Project 467103

The human colonic microbiome is composed of a diverse range of microorganisms (e.g. bacteria, viruses, fungi) which significantly influence human health and disease. These microbiota collectively produce an abundance of metabolites, some of which may promote the alteration of host cell gene expression and lead to the onset and development of various diseases, including colorectal cancer (CRC). CRC is the third most common cause of cancer related deaths worldwide, representing a significant global issue. One factor thought to exacerbate CRC progression is diet, whereby a protein-rich diet may promote cancer-causing microbes to flourish and produce metabolites that progress CRC pathogenesis.
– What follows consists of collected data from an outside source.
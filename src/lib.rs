//! NutriMind - 补充剂 / 药物 / 饮食安全问答
//!
//! 模块划分：
//! - **agents**: Supervisor、实体抽取与归一化、安全 / 缺乏 / 推荐三类专家、澄清、Synthesis
//! - **config**: 应用配置加载（TOML + 环境变量）
//! - **core**: 会话状态、专家结果类型、错误、调用端重试
//! - **graph**: 知识图谱查询（内存图 / Neo4j）
//! - **llm**: 推理服务客户端抽象与实现（OpenAI 兼容 / Mock）
//! - **workflow**: Router、工作流引擎与构建器

pub mod agents;
pub mod config;
pub mod core;
pub mod graph;
pub mod llm;
pub mod observability;
pub mod workflow;

pub use crate::core::{ConversationState, PatientProfile};
pub use workflow::{WorkflowAnswer, WorkflowBuilder, WorkflowEngine};
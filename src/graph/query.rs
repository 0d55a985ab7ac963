//! 类型化图查询：每个变体携带自己的参数，后端负责把它翻译成具体查询

use serde::{Deserialize, Serialize};
use serde_json::Value;

use crate::graph::Row;

/// 名字匹配一律大小写不敏感
#[derive(Debug, Clone, PartialEq, Serialize, Deserialize)]
#[serde(tag = "kind", rename_all = "snake_case")]
pub enum GraphQuery {
    /// Drug 名精确匹配（最多 1 行）
    DrugByExactName { name: String },
    /// BrandName 包含匹配 -> 其所含 Drug
    DrugByBrandName { name: String, limit: usize },
    /// Synonym 包含匹配 -> 对应 Drug
    DrugBySynonym { name: String, limit: usize },
    SupplementByExactName { name: String },
    /// 名字包含输入，或名字中某个词等于输入
    SupplementByPartialName { name: String, limit: usize },
    /// 一个补充剂对一组用药的全路径安全检查
    ComprehensiveSafety {
        supplement: String,
        medications: Vec<String>,
    },
    /// DietaryRestriction -DEFICIENT_IN-> Nutrient
    DietDeficiencies { restrictions: Vec<String> },
    /// Supplement -DEPLETES-> Nutrient
    SupplementDepletions { supplements: Vec<String> },
    /// Medication -CONTAINS_DRUG-> Drug -DEPLETES-> Nutrient
    MedicationDepletions { medications: Vec<String> },
    /// Supplement -TREATS-> Symptom，症状名或描述包含关键词
    SupplementsForSymptom { symptom: String },
    /// 宽泛搜索：症状名包含任一词
    SupplementsForSymptomWords { words: Vec<String>, limit: usize },
    /// Supplement -CONTAINS-> ActiveIngredient -PROVIDES-> Nutrient，营养素名精确匹配
    SupplementsProvidingNutrient { nutrient: String, limit: usize },
}

impl GraphQuery {
    /// 查询种类（日志 / query_log 用）
    pub fn kind(&self) -> &'static str {
        match self {
            GraphQuery::DrugByExactName { .. } => "drug_by_exact_name",
            GraphQuery::DrugByBrandName { .. } => "drug_by_brand_name",
            GraphQuery::DrugBySynonym { .. } => "drug_by_synonym",
            GraphQuery::SupplementByExactName { .. } => "supplement_by_exact_name",
            GraphQuery::SupplementByPartialName { .. } => "supplement_by_partial_name",
            GraphQuery::ComprehensiveSafety { .. } => "comprehensive_safety",
            GraphQuery::DietDeficiencies { .. } => "diet_deficiencies",
            GraphQuery::SupplementDepletions { .. } => "supplement_depletions",
            GraphQuery::MedicationDepletions { .. } => "medication_depletions",
            GraphQuery::SupplementsForSymptom { .. } => "supplements_for_symptom",
            GraphQuery::SupplementsForSymptomWords { .. } => "supplements_for_symptom_words",
            GraphQuery::SupplementsProvidingNutrient { .. } => "supplements_providing_nutrient",
        }
    }
}

/// 取字符串列；数字转字符串，空串与 null 视为缺失
pub fn text_field(row: &Row, key: &str) -> Option<String> {
    match row.get(key)? {
        Value::String(s) if !s.trim().is_empty() => Some(s.clone()),
        Value::Number(n) => Some(n.to_string()),
        Value::Bool(b) => Some(b.to_string()),
        _ => None,
    }
}

/// 取数值列；兼容写成字符串的数字
pub fn number_field(row: &Row, key: &str) -> Option<f64> {
    match row.get(key)? {
        Value::Number(n) => n.as_f64(),
        Value::String(s) => s.trim().parse().ok(),
        _ => None,
    }
}

#[cfg(test)]
mod tests {
    use super::*;
    use serde_json::json;

    #[test]
    fn test_field_helpers() {
        let row: Row = json!({"a": "x", "b": 0.8, "c": "", "d": null, "e": "0.5"})
            .as_object()
            .cloned()
            .unwrap_or_default();
        assert_eq!(text_field(&row, "a").as_deref(), Some("x"));
        assert_eq!(text_field(&row, "c"), None);
        assert_eq!(text_field(&row, "d"), None);
        assert_eq!(number_field(&row, "b"), Some(0.8));
        assert_eq!(number_field(&row, "e"), Some(0.5));
        assert_eq!(number_field(&row, "missing"), None);
    }

    #[test]
    fn test_query_serializes_with_kind_tag() {
        let q = GraphQuery::DrugByExactName {
            name: "Warfarin".into(),
        };
        let v = serde_json::to_value(&q).unwrap_or_default();
        assert_eq!(v["kind"], "drug_by_exact_name");
        assert_eq!(q.kind(), "drug_by_exact_name");
    }
}
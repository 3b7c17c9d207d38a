//! 已安装包列表的视图模型：去重、排序、过滤

use super::types::PackageRecord;
use std::collections::HashMap;

#[derive(Debug, Clone, Default)]
pub struct PackageList {
    /// 全部包，按名称（忽略大小写）排序
    all: Vec<PackageRecord>,
    /// 当前显示的包在 `all` 中的下标
    visible: Vec<usize>,
    query: String,
}

fn sort_key(name: &str) -> String {
    name.to_lowercase()
}

impl PackageList {
    pub fn new() -> Self {
        Self::default()
    }

    /// 替换整个列表。名称忽略大小写去重（后出现者覆盖），并重新应用当前过滤条件。
    pub fn update(&mut self, records: Vec<PackageRecord>) {
        let mut by_name: HashMap<String, PackageRecord> = HashMap::with_capacity(records.len());
        for record in records {
            by_name.insert(sort_key(&record.name), record);
        }
        let mut all: Vec<PackageRecord> = by_name.into_values().collect();
        all.sort_by(|a, b| {
            sort_key(&a.name)
                .cmp(&sort_key(&b.name))
                .then_with(|| a.name.cmp(&b.name))
        });
        self.all = all;
        let query = std::mem::take(&mut self.query);
        self.filter(&query);
    }

    /// 按名称子串过滤（忽略大小写），空查询显示全部
    pub fn filter(&mut self, query: &str) {
        self.query = query.trim().to_string();
        let needle = self.query.to_lowercase();
        self.visible = self
            .all
            .iter()
            .enumerate()
            .filter(|(_, r)| needle.is_empty() || r.name.to_lowercase().contains(&needle))
            .map(|(i, _)| i)
            .collect();
    }

    pub fn visible(&self) -> Vec<&PackageRecord> {
        self.visible.iter().map(|&i| &self.all[i]).collect()
    }

    pub fn get(&self, visible_index: usize) -> Option<&PackageRecord> {
        self.visible.get(visible_index).map(|&i| &self.all[i])
    }

    pub fn query(&self) -> &str {
        &self.query
    }

    pub fn len(&self) -> usize {
        self.visible.len()
    }

    pub fn is_empty(&self) -> bool {
        self.visible.is_empty()
    }

    pub fn total(&self) -> usize {
        self.all.len()
    }

    pub fn contains(&self, name: &str) -> bool {
        let key = sort_key(name);
        self.all.iter().any(|r| sort_key(&r.name) == key)
    }
}

#[cfg(test)]
mod tests {
    use super::*;

    fn sample() -> Vec<PackageRecord> {
        vec![
            PackageRecord::new("requests", "2.31.0"),
            PackageRecord::new("Django", "5.0.1"),
            PackageRecord::new("attrs", "23.2.0"),
            PackageRecord::new("PyYAML", "6.0.1"),
            PackageRecord::new("pytest", "8.0.0"),
        ]
    }

    fn names(list: &PackageList) -> Vec<String> {
        list.visible().into_iter().map(|r| r.name.clone()).collect()
    }

    #[test]
    fn empty_filter_shows_everything_sorted() {
        let mut list = PackageList::new();
        list.update(sample());
        list.filter("");
        assert_eq!(names(&list), ["attrs", "Django", "pytest", "PyYAML", "requests"]);
        assert_eq!(list.len(), list.total());
    }

    #[test]
    fn filter_is_case_insensitive_substring() {
        let mut list = PackageList::new();
        list.update(sample());
        list.filter("PY");
        assert_eq!(names(&list), ["pytest", "PyYAML"]);

        list.filter("  yaml ");
        assert_eq!(names(&list), ["PyYAML"]);

        list.filter("zzz");
        assert!(list.is_empty());
    }

    #[test]
    fn filter_is_idempotent() {
        let mut list = PackageList::new();
        list.update(sample());
        list.filter("t");
        let first = names(&list);
        list.filter("t");
        assert_eq!(names(&list), first);
        assert_eq!(first, ["attrs", "pytest", "requests"]);
    }

    #[test]
    fn update_keeps_active_query_and_dedups_names() {
        let mut list = PackageList::new();
        list.filter("re");
        list.update(vec![
            PackageRecord::new("requests", "2.30.0"),
            PackageRecord::new("Requests", "2.31.0"),
            PackageRecord::new("six", "1.16.0"),
        ]);
        assert_eq!(list.total(), 2);
        assert_eq!(list.query(), "re");
        let visible = list.visible();
        assert_eq!(visible.len(), 1);
        assert_eq!(visible[0].version, "2.31.0");
        assert!(list.contains("REQUESTS"));
        assert!(list.get(1).is_none());
    }
}
use super::input::render_input_box;
use super::layout;
use super::state::{App, AppEvent, Notice, RunningOperation};
use super::theme::{ACCENT, DIM, MARKED, SEL_BG};
use crate::package_manager::{OperationResult, PackageRecord, Verb};
use crossterm::event::{KeyCode, KeyEvent};
use ratatui::{
    layout::{Constraint, Direction, Layout, Margin, Rect},
    style::{Color, Modifier, Style},
    text::{Line, Span},
    widgets::{Block, Borders, Paragraph},
    Frame,
};
use std::time::Instant;
use tokio::sync::mpsc;
use unicode_width::UnicodeWidthStr;

/// 后台刷新已安装包列表。只读操作，可以和安装 / 卸载同时进行。
pub fn spawn_refresh(app: &mut App, tx: &mpsc::Sender<AppEvent>) {
    if app.packages.loading {
        return;
    }
    app.packages.loading = true;
    app.status = "正在获取已安装包列表...".to_string();
    let job = app.session.refresh();
    let tx = tx.clone();
    tokio::spawn(async move {
        let result = match job.await {
            Ok(Ok(records)) => Ok(records),
            Ok(Err(e)) => Err(e.to_string()),
            Err(e) => Err(format!("后台任务异常: {}", e)),
        };
        let _ = tx.send(AppEvent::PackagesLoaded(result)).await;
    });
}

pub fn handle_packages_loaded(app: &mut App, result: Result<Vec<PackageRecord>, String>) {
    app.packages.loading = false;
    match result {
        Ok(records) => {
            let count = records.len();
            app.packages.list.update(records);
            // 已不存在的包不再保留标记
            let list = &app.packages.list;
            app.packages.marked.retain(|name| list.contains(name));
            app.packages.clamp_selection();
            app.status = format!("已加载 {} 个安装包", count);
        }
        Err(e) => {
            app.output.add_status(&format!("错误: 获取已安装列表失败: {}", e));
            app.status = "获取已安装列表失败".to_string();
            // 不覆盖已有的严重错误提示
            if app.notice.is_none() {
                app.notice = Some(Notice::Warning(format!("获取已安装列表失败: {}", e)));
            }
        }
    }
}

/// 防抖到期后执行过滤
pub fn execute_pending_filter(app: &mut App) {
    if let Some(scheduled) = app.packages.filter_scheduled {
        if scheduled.elapsed() >= app.debounce {
            app.packages.filter_scheduled = None;
            let query = app.packages.filter.content().to_string();
            app.packages.list.filter(&query);
            app.packages.selected = 0;
            app.status = format!("显示 {} 个匹配包", app.packages.list.len());
        }
    }
}

fn request_uninstall(app: &mut App) {
    if app.operation.is_some() {
        app.notice = Some(Notice::Warning("当前正在执行其他操作，请稍候！".to_string()));
        return;
    }
    let targets = app.packages.uninstall_targets();
    if targets.is_empty() {
        app.notice = Some(Notice::Warning("请先选择要卸载的包！".to_string()));
        return;
    }
    app.packages.confirm = Some(targets);
}

fn spawn_uninstall_task(app: &mut App, packages: Vec<String>) {
    let count = packages.len();
    match app.session.uninstall(packages) {
        Ok(handle) => {
            app.output.add_status("开始卸载操作");
            app.status = format!("正在卸载 {} 个包...", count);
            app.operation = Some(RunningOperation {
                handle,
                verb: Verb::Uninstall,
            });
        }
        Err(e) => {
            app.notice = Some(Notice::Warning(e.to_string()));
        }
    }
}

/// 卸载结束：无论成功与否都重新读取列表，以实际安装状态为准
pub fn handle_uninstall_complete(
    app: &mut App,
    result: OperationResult,
    tx: &mpsc::Sender<AppEvent>,
) {
    for name in &result.completed {
        app.packages.marked.remove(name);
    }
    if let Some(error) = &result.launch_error {
        let message = format!(
            "卸载 {} 时无法启动 pip: {}，已卸载 {} 个包",
            result.failed_target.as_deref().unwrap_or("?"),
            error,
            result.completed.len()
        );
        app.output.add_status(&format!("错误: {}", message));
        app.status = format!("错误: {}", message);
        app.notice = Some(Notice::Critical(message));
    } else if result.success() {
        app.output.add_status("卸载完成！");
        app.status = "卸载操作完成".to_string();
    } else if result.cancelled {
        app.output.add_status(&format!("卸载已取消，已卸载 {} 个包", result.completed.len()));
        app.status = "卸载已取消".to_string();
    } else {
        let target = result.failed_target.as_deref().unwrap_or("?");
        let hint = result.classified_error.map(|k| k.hint()).unwrap_or("未知错误");
        let message = format!(
            "卸载过程中发生错误: 卸载 {} 失败（{}），已卸载 {} 个包",
            target,
            hint,
            result.completed.len()
        );
        app.output.add_status(&format!("错误: {}", message));
        app.status = format!("错误: {}", message);
        app.notice = Some(Notice::Error(message));
    }
    spawn_refresh(app, tx);
}

/// 处理包列表视图按键。过滤框始终处于输入状态。
pub fn handle_packages_key(
    key: KeyEvent,
    app: &mut App,
    tx: &mpsc::Sender<AppEvent>,
    term_height: u16,
) -> bool {
    if let Some(targets) = app.packages.confirm.clone() {
        match key.code {
            KeyCode::Char('y') | KeyCode::Char('Y') | KeyCode::Enter => {
                app.packages.confirm = None;
                spawn_uninstall_task(app, targets);
            }
            KeyCode::Char('n') | KeyCode::Char('N') | KeyCode::Esc => {
                app.packages.confirm = None;
            }
            _ => {}
        }
        return true;
    }

    let page = layout::visible_content_height(term_height).max(1);
    match key.code {
        KeyCode::Up => {
            app.packages.selected = app.packages.selected.saturating_sub(1);
        }
        KeyCode::Down => {
            if app.packages.selected + 1 < app.packages.list.len() {
                app.packages.selected += 1;
            }
        }
        KeyCode::PageUp => app.output.scroll_up(page / 2, page),
        KeyCode::PageDown => app.output.scroll_down(page / 2, page),
        KeyCode::Char(' ') => {
            app.packages.toggle_mark();
            if app.packages.selected + 1 < app.packages.list.len() {
                app.packages.selected += 1;
            }
        }
        KeyCode::Enter | KeyCode::Delete => request_uninstall(app),
        KeyCode::F(5) => spawn_refresh(app, tx),
        KeyCode::Esc => {
            if !app.packages.filter.content().is_empty() {
                app.packages.filter.clear();
                app.packages.filter_scheduled = None;
                app.packages.list.filter("");
                app.packages.clamp_selection();
            }
        }
        KeyCode::Backspace => {
            if app.packages.filter.delete_back() {
                app.packages.filter_scheduled = Some(Instant::now());
            }
        }
        KeyCode::Left => app.packages.filter.move_left(),
        KeyCode::Right => app.packages.filter.move_right(),
        KeyCode::Char(c) => {
            app.packages.filter.insert(c);
            app.packages.filter_scheduled = Some(Instant::now());
        }
        _ => return false,
    }
    true
}

pub fn render_packages(f: &mut Frame, app: &App) {
    let chunks = layout::main_layout(f.area());
    let busy = app.busy_label().map(|l| (l, app.tick));
    layout::render_header(f, "📦 pip 图形化管理工具 · 已安装包", busy, chunks[0]);

    let body = Layout::default()
        .direction(Direction::Horizontal)
        .constraints([Constraint::Percentage(45), Constraint::Percentage(55)])
        .split(chunks[1]);

    let left = Layout::default()
        .direction(Direction::Vertical)
        .constraints([Constraint::Length(3), Constraint::Min(0)])
        .split(body[0]);

    render_input_box(f, &app.packages.filter, "🔍 过滤:", true, left[0]);
    render_package_table(f, app, left[1]);

    layout::render_scrollable_content(
        f,
        "输出",
        &app.output.lines,
        &app.output.progress,
        app.output.scroll,
        body[1],
    );

    let hint = if app.operation.is_some() {
        "Esc 取消操作 | PgUp/PgDn 滚动输出 | Tab 切换页面"
    } else {
        "↑↓ 选择 | Space 标记 | Enter 卸载 | F5 刷新 | Tab 安装/镜像源 | Ctrl+C 退出"
    };
    layout::render_footer(f, hint, &app.status, chunks[2]);

    if let Some(targets) = &app.packages.confirm {
        let mut body = vec![format!("确定要卸载以下 {} 个包吗？", targets.len()), String::new()];
        body.extend(targets.iter().map(|t| format!("  • {}", t)));
        layout::render_popup(f, "确认卸载", &body, Color::Red, "y/Enter 确认  ·  n/Esc 取消");
    }
}

fn render_package_table(f: &mut Frame, app: &App, area: Rect) {
    let state = &app.packages;
    let title = if state.list.query().is_empty() {
        format!(" 已安装包列表 ({}) ", state.list.total())
    } else {
        format!(" 已安装包列表 ({}/{}) ", state.list.len(), state.list.total())
    };
    let block = Block::default()
        .title(title)
        .borders(Borders::ALL)
        .border_style(Style::default().fg(ACCENT));
    let inner = block.inner(area);
    f.render_widget(block, area);
    let inner = inner.inner(Margin {
        horizontal: 1,
        vertical: 0,
    });

    if state.list.is_empty() {
        let text = if app.pip_available == Some(false) {
            "未找到有效的pip环境"
        } else if state.loading {
            "正在获取已安装包列表..."
        } else if state.list.total() == 0 {
            "没有已安装的包（F5 刷新）"
        } else {
            "没有匹配的包"
        };
        f.render_widget(Paragraph::new(text).style(Style::default().fg(DIM)), inner);
        return;
    }

    let visible = inner.height as usize;
    let offset = state.selected.saturating_sub(visible.saturating_sub(1));
    let name_width = state
        .list
        .visible()
        .iter()
        .map(|r| UnicodeWidthStr::width(r.name.as_str()))
        .max()
        .unwrap_or(10)
        .min((inner.width as usize).saturating_sub(16).max(10));

    let lines: Vec<Line> = state
        .list
        .visible()
        .into_iter()
        .enumerate()
        .skip(offset)
        .take(visible)
        .map(|(i, record)| {
            let is_selected = i == state.selected;
            let is_marked = state.marked.contains(&record.name);
            let mark = if is_marked { "✓ " } else { "  " };
            let pad = name_width.saturating_sub(UnicodeWidthStr::width(record.name.as_str()));
            let mut name_style = Style::default().fg(if is_marked { MARKED } else { Color::White });
            let mut version_style = Style::default().fg(DIM);
            if is_selected {
                name_style = name_style.bg(SEL_BG).add_modifier(Modifier::BOLD);
                version_style = version_style.bg(SEL_BG);
            }
            Line::from(vec![
                Span::styled(mark, Style::default().fg(MARKED)),
                Span::styled(format!("{}{}", record.name, " ".repeat(pad)), name_style),
                Span::styled(format!("  {}", record.version), version_style),
            ])
        })
        .collect();

    f.render_widget(Paragraph::new(lines), inner);
}
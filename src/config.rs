use anyhow::{Context, Result};
use serde::{Deserialize, Serialize};
use std::fs;
use std::path::{Path, PathBuf};

#[derive(Debug, Clone, Serialize, Deserialize)]
#[serde(default)]
pub struct Config {
    /// 用来执行 `-m pip` 的 Python 解释器
    pub python: String,
    /// pip 配置文件路径，不填则使用平台默认位置
    pub pip_config_path: Option<PathBuf>,
    /// 包列表过滤的防抖间隔
    pub filter_debounce_ms: u64,
}

impl Default for Config {
    fn default() -> Self {
        Self {
            python: if cfg!(windows) { "python" } else { "python3" }.to_string(),
            pip_config_path: None,
            filter_debounce_ms: 300,
        }
    }
}

impl Config {
    pub fn path() -> PathBuf {
        dirs::config_dir()
            .unwrap_or_else(|| PathBuf::from("."))
            .join("lian-pip")
            .join("config.toml")
    }

    pub fn load_or_default() -> Result<Self> {
        let config_path = Self::path();
        if config_path.exists() {
            Self::load(&config_path)
        } else {
            Ok(Self::default())
        }
    }

    pub fn load(path: &Path) -> Result<Self> {
        let content = fs::read_to_string(path)
            .with_context(|| format!("读取配置文件 {} 失败", path.display()))?;
        let config: Config = toml::from_str(&content)
            .with_context(|| format!("解析配置文件 {} 失败", path.display()))?;
        Ok(config)
    }

    pub fn pip_config_path(&self) -> PathBuf {
        self.pip_config_path
            .clone()
            .unwrap_or_else(crate::mirror::default_config_path)
    }
}
//! pip 封装 — 通过 `<interpreter> -m pip` 调用

pub mod catalog;
pub mod parser;
pub mod session;
pub mod streaming;
pub mod types;

pub use catalog::PackageList;
pub use session::{OperationHandle, Session};
pub use types::{
    InstallFlags, OperationEvent, OperationRequest, OperationResult, PackageRecord, Verb,
};

use crate::error::{PipError, Result};
use parser::parse_freeze;
use std::process::{Command, Stdio};

#[derive(Debug, Clone)]
pub struct Pip {
    interpreter: String,
}

impl Pip {
    pub fn new(interpreter: impl Into<String>) -> Self {
        Self {
            interpreter: interpreter.into(),
        }
    }

    pub fn interpreter(&self) -> &str {
        &self.interpreter
    }

    /// 构建 `<interpreter> -m pip <args...>` 命令
    pub fn command(&self, pip_args: &[String]) -> Command {
        let mut cmd = Command::new(&self.interpreter);
        cmd.arg("-m").arg("pip").args(pip_args);
        // 让 pip 的输出按行及时刷新，并避免终端编码问题
        cmd.env("PYTHONUNBUFFERED", "1");
        cmd.env("PYTHONIOENCODING", "utf-8");
        cmd.env("PIP_NO_COLOR", "1");
        cmd.env("PIP_DISABLE_PIP_VERSION_CHECK", "1");
        #[cfg(windows)]
        {
            use std::os::windows::process::CommandExt;
            const CREATE_NO_WINDOW: u32 = 0x0800_0000;
            cmd.creation_flags(CREATE_NO_WINDOW);
        }
        cmd
    }

    /// 检查 pip 是否可用；任何启动失败都视为不可用
    pub fn check_available(&self) -> bool {
        let args = OperationRequest::check_available().pip_args();
        match self
            .command(&args)
            .stdin(Stdio::null())
            .stdout(Stdio::null())
            .stderr(Stdio::null())
            .status()
        {
            Ok(status) => status.success(),
            Err(e) => {
                log::debug!("pip 不可用 ({}): {}", self.interpreter, e);
                false
            }
        }
    }

    /// 获取已安装包列表 (pip list --format=freeze)
    pub fn list_installed(&self) -> Result<Vec<PackageRecord>> {
        let args = OperationRequest::list_installed().pip_args();
        let output = self
            .command(&args)
            .stdin(Stdio::null())
            .output()
            .map_err(|source| PipError::ProcessLaunch {
                program: self.interpreter.clone(),
                source,
            })?;
        if !output.status.success() {
            let stderr = String::from_utf8_lossy(&output.stderr);
            log::warn!("pip list 执行失败: {}", stderr.trim());
            return Err(PipError::CommandFailed(format!(
                "获取已安装列表失败: {}",
                stderr.lines().last().unwrap_or("pip list 返回非零退出码")
            )));
        }
        Ok(parse_freeze(&String::from_utf8_lossy(&output.stdout)))
    }
}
As a result, characterizing the colonic microbial metabolic output of both CRC patients and controls under various dietary cues will allow insight into how diet influences CRC progression.I hypothesize that the colonic microbiomes of CRC patients, as compared to controls, will produce metabolites that progress CRC development, especially in response to a high-protein diet. My first objective is to culture the microbial composition in colonic biopsies of both CRC patients and healthy controls using a bioreactor model. My second objective is to characterize the metabolites produced by the colonic microbiomes of CRC patients and controls, in response to both high-protein and high-fibre diets fed to the bioreactor system. Subsequently, metabolite solutions will be applied to human colonic organoid cells to assess the gene expression profiles of these cells and their association to CRC, both before and after dietary exposure. This research will allow for a deepened understanding of dietary impact on colonic microbiota and will aid in developing potential treatment strategies for CRC.